By Elizabeth Gawthrop Riely This recipe, which I included in a past article on rhubarb, fits here perfectly, as rhubarb is a harbinger of spring. The leafy plant with tart pink edible stems comes from Asia. It is often braised with lamb in Persia, Afghanistan, Iran, the Balkans, and Middle East, seasoned perhaps with saffron, cumin, allspice, or tomato. In this version, just before serving, rhubarb segments are placed on top of the lamb chunks to steam, adding brightness in color and flavor to the rich, dark stew.
Makes 4 or more servings.
About 3 tablespoons vegetable oil, or a combination of oil and butter 2 large onions, chopped 2 pounds lamb, cut into 1-inch cubes 1 teaspoon ground coriander seeds About 3 cups vegetable stock or water 1/4 cup chopped fresh parsley 1/4 cup chopped fresh mint or cilantro leaves Salt and pepper to taste 2 or 3 rhubarb stalks, trimmed and cut across in 1 1/2-inch pieces
Heat the oil in a wide pot and over moderate heat cook the onions, stirring, until translucent. Push them to the side and add some of the lamb cubes in one layer, browning and turning them as they color.

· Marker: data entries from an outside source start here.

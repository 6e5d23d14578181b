//! Misalignment handling: degraded store bursts and aborted requests.

use pretty_assertions::assert_eq;
use vcfront_core::agu::BurstDescriptor;
use vcfront_core::common::error::VectorError;
use vcfront_core::decoder::{AddressMode, Direction, MemRequest};
use vcfront_core::isa::vtype::Sew;

use crate::common::harness::{agu, drain, unit_req};

#[test]
fn misaligned_store_degrades_to_byte_beats_until_aligned() {
    let mut engine = agu();
    assert!(engine.push(unit_req(0x1003, 64, Sew::E8, Direction::Store)));

    let (bursts, completions) = drain(&mut engine, 8);
    assert_eq!(
        bursts,
        vec![
            // 13 single-byte beats up to the next bus-width boundary.
            BurstDescriptor {
                addr: 0x1003,
                len: 12,
                size: 0,
                dir: Direction::Store,
            },
            // The remainder resumes at the native width.
            BurstDescriptor {
                addr: 0x1010,
                len: 3,
                size: 4,
                dir: Direction::Store,
            },
        ]
    );
    assert_eq!(completions[0].result, Ok(()));
}

#[test]
fn misaligned_loads_keep_the_native_width() {
    let mut engine = agu();
    assert!(engine.push(unit_req(0x1003, 64, Sew::E8, Direction::Load)));

    let (bursts, _) = drain(&mut engine, 8);
    // Reads round down to the bus boundary instead of degrading.
    assert_eq!(bursts.len(), 1);
    assert_eq!(bursts[0].addr, 0x1000);
    assert_eq!(bursts[0].size, 4);
}

#[test]
fn element_misaligned_base_is_rejected_at_acceptance() {
    let mut engine = agu();
    assert!(engine.push(unit_req(0x1002, 8, Sew::E32, Direction::Load)));

    let (bursts, completions) = drain(&mut engine, 4);
    assert!(bursts.is_empty());
    assert_eq!(
        completions[0].result,
        Err(VectorError::MisalignedAddress(0x1002))
    );
}

#[test]
fn element_misaligned_stride_is_rejected_at_acceptance() {
    let mut engine = agu();
    assert!(engine.push(MemRequest {
        base: 0x1000,
        elements: 4,
        stride: 6,
        sew: Sew::E32,
        dir: Direction::Load,
        mode: AddressMode::Strided,
        burst_eligible: false,
        offsets: Vec::new(),
        tag: 3,
    }));

    let (bursts, completions) = drain(&mut engine, 4);
    assert!(bursts.is_empty());
    assert_eq!(
        completions[0].result,
        Err(VectorError::MisalignedAddress(0x1000))
    );
}

#[test]
fn misaligned_indexed_element_aborts_mid_flight() {
    let mut engine = agu();
    assert!(engine.push(MemRequest {
        base: 0x1000,
        elements: 3,
        stride: 0,
        sew: Sew::E32,
        dir: Direction::Load,
        mode: AddressMode::Indexed,
        burst_eligible: false,
        offsets: vec![0, 6, 8],
        tag: 5,
    }));

    let (bursts, completions) = drain(&mut engine, 8);
    // The first element went out before the fault was reached.
    assert_eq!(bursts.len(), 1);
    assert_eq!(bursts[0].addr, 0x1000);
    assert_eq!(
        completions[0].result,
        Err(VectorError::MisalignedAddress(0x1006))
    );

    // The abort returns the engine to idle; later requests are unaffected.
    assert!(engine.push(unit_req(0x2000, 16, Sew::E8, Direction::Load)));
    let (bursts, completions) = drain(&mut engine, 8);
    assert_eq!(bursts.len(), 1);
    assert_eq!(completions[0].result, Ok(()));
}

#[test]
fn indexed_offset_count_must_match_the_element_count() {
    let mut engine = agu();
    assert!(engine.push(MemRequest {
        base: 0x1000,
        elements: 4,
        stride: 0,
        sew: Sew::E32,
        dir: Direction::Load,
        mode: AddressMode::Indexed,
        burst_eligible: false,
        offsets: vec![0, 4],
        tag: 9,
    }));

    let (bursts, completions) = drain(&mut engine, 4);
    assert!(bursts.is_empty());
    assert_eq!(completions[0].result, Err(VectorError::MalformedRequest(9)));
}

Depending on the size of your pot, push them to the side or remove them to a bowl to make room for the rest of the lamb. When all the meat is well browned, add the coriander seed and stock or water. Cover the pot loosely and simmer for about an hour, until the lamb is tender. Keep an eye on it to see that the stew doesn’t become dry, adding more liquid as needed.
When the lamb is tender and the sauce reduced, season generously with salt and pepper. Stir in the chopped fresh parsley and mint or coriander (cilantro). Set the rhubarb pieces on top of the lamb, cover closely, and cook over low heat for a few minutes, just until the rhubarb is tender (know that hothouse rhubarb cooks faster than field rhubarb). Serve the stew with the rhubarb pieces intact on top of the chunks of lamb with the sauce spooned around. Rice makes a perfect accompaniment.